A collection of Kate Taylor's Native American-inspired art, now available at an affordable price. — Photo by Michael Cummo

While Kate Taylor is best known as a singer-songwriter with a soulful voice and a folk/country/blues sensibility, the longtime Vineyard resident has also been making and selling wampum jewelry for more than 40 years. Her designs go far beyond the wampum beads and polished pendants that we generally see scattered across the Island. Each of Ms. Taylor’s designs is a miniature work of art. Her pieces often incorporate semiprecious stones and intricately carved shells and sea glass, set against a unique piece of striated clamshell that serves as a canvas to tell a story.

These beautiful one-of-a-kind designs are understandably cost-prohibitive for many potential buyers, due to the use of expensive materials and the labor required by the work. Luckily for the masses, Ms. Taylor is now reproducing some of her favorite designs as metal-backed resin-print pendants. For only $43, you can now sport one of Ms. Taylor’s custom works of Native American-inspired art.

Among the available designs are a sunrise, a full moon reflected on the ocean, a pine tree in a snowy forest, a view of the campfire lit inside a teepee, a turtle totem, and a cross design made up of tiny dots of wampum.

The six pieces are actually copied from the front and back designs of three different original pendants. Each work, painstakingly put together,  is a mini marvel created from tiny carved polished bits of stones and shells. The ocean at night is made up of two different colors of wampum to delineate the sea and the sky, and the reflection of the full moon in shimmering abalone. The forest scene features an evergreen tree of sea pottery with petrified wood trunk, a dark blue sea-glass sky, a scallop shell setting sun, and a tiny crescent moon carved from wampum. The turtle is made from an intricately carved piece of wampum decorated with a Native American pattern in turquoise.

Even as two-dimensional reproductions, the images are striking, colorful designs that incorporate traditional ethnic art and a fun contemporary style.

Ms. Taylor started making wampum jewelry with her husband, the late Charlie Witham, in 1971. She had become fascinated with Native American culture and art and started informally studying the history at museums and elsewhere. “I realized that the wampum beads were made from the same shell that was on the Island,” she says. “I read up on how they used to make the wampum and what the traditions were. There is a wonderful and rich history.”

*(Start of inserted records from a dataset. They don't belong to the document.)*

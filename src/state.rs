use serde::Serialize;
use std::collections::BTreeMap;
use std::sync::Arc;
use tokio::sync::watch;

#[derive(Debug, Clone, PartialEq, Serialize)]
pub struct SystemRecord {
    pub timestamp: String,
    pub cpu_percent: f64,
    pub load_1: f64,
    pub load_5: f64,
    pub load_15: f64,
    pub mem_total: u64,
    pub mem_used: u64,
    pub mem_percent: f64,
    pub disk_total: u64,
    pub disk_used: u64,
    pub disk_percent: f64,
    pub temp_c: Option<f64>,
    pub uptime_seconds: Option<f64>,
}

#[derive(Debug, Clone, Default, PartialEq, Serialize)]
pub struct ServiceStatus {
    pub service_ok: bool,
    pub stats: BTreeMap<String, Option<f64>>,
    pub connected_clients: Option<u64>,
}

/// `None` parts mean no cycle has completed yet.
#[derive(Debug, Clone, Default, PartialEq)]
pub struct Snapshot {
    pub system: Option<SystemRecord>,
    pub pihole: Option<ServiceStatus>,
    pub pivpn: Option<ServiceStatus>,
    pub last_error: Option<String>,
}

#[derive(Debug)]
pub struct SnapshotStore {
    tx: watch::Sender<Arc<Snapshot>>,
}

impl SnapshotStore {
    pub fn new() -> Self {
        let (tx, _rx) = watch::channel(Arc::new(Snapshot::default()));
        Self { tx }
    }

    pub fn publish(&self, snapshot: Snapshot) {
        self.tx.send_replace(Arc::new(snapshot));
    }

    pub fn read(&self) -> Arc<Snapshot> {
        self.tx.borrow().clone()
    }

    #[cfg(test)]
    pub fn subscribe(&self) -> watch::Receiver<Arc<Snapshot>> {
        self.tx.subscribe()
    }
}

impl Default for SnapshotStore {
    fn default() -> Self {
        Self::new()
    }
}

Among the things Ms. Taylor discovered is that much of the art was used as a means of communication. “I was drawn to the style, the artistic sensibility, and the materials that they used,” she says. “But what was really fascinating was that the traditional uses of it were so deep and important. They didn’t have any written language, so they used the bead as a mnemonic device to record important events and treaties. If you wanted to invite someone to a meeting, you sent them beads.”

Although Ms. Taylor and her husband started out making decorative pieces, the work eventually evolved into little scenes created with sea glass, abalone, scallop and conch shells, and semiprecious stones. Each piece is a little story in itself — often inspired by Martha’s Vineyard.

For years Ms. Taylor made pieces on commission and sold her work through a couple of local jewelry stores. “In 2002 I released my first record in 20 years,” she says; “I was doing more performing. I couldn’t keep the stores stocked.”

Fortunately Ms. Taylor’s designs are enjoying a second life as reproductions, and the pendants — hung on leather or silk cords — have become quite popular. “It’s nice to do something that doesn’t have to cost so much,” she says.

You can find Ms. Taylor’s necklaces for sale on her web site, katetaylor.com.

Other recent works of art available on Ms. Taylor’s site are puffy hearts made of Swarovski crystals by women in Africa. At the request of her longtime friend Ellen Ratner, the musician/artist travelled to Africa and taught the Heart Women of South Sudan to construct small heart necklaces made up of 73 Swarovski crystals. The sale of the necklaces will benefit those suffering from PTSD. They can be purchased for $35 at katetaylor.com and goatsfortheoldgoat.com.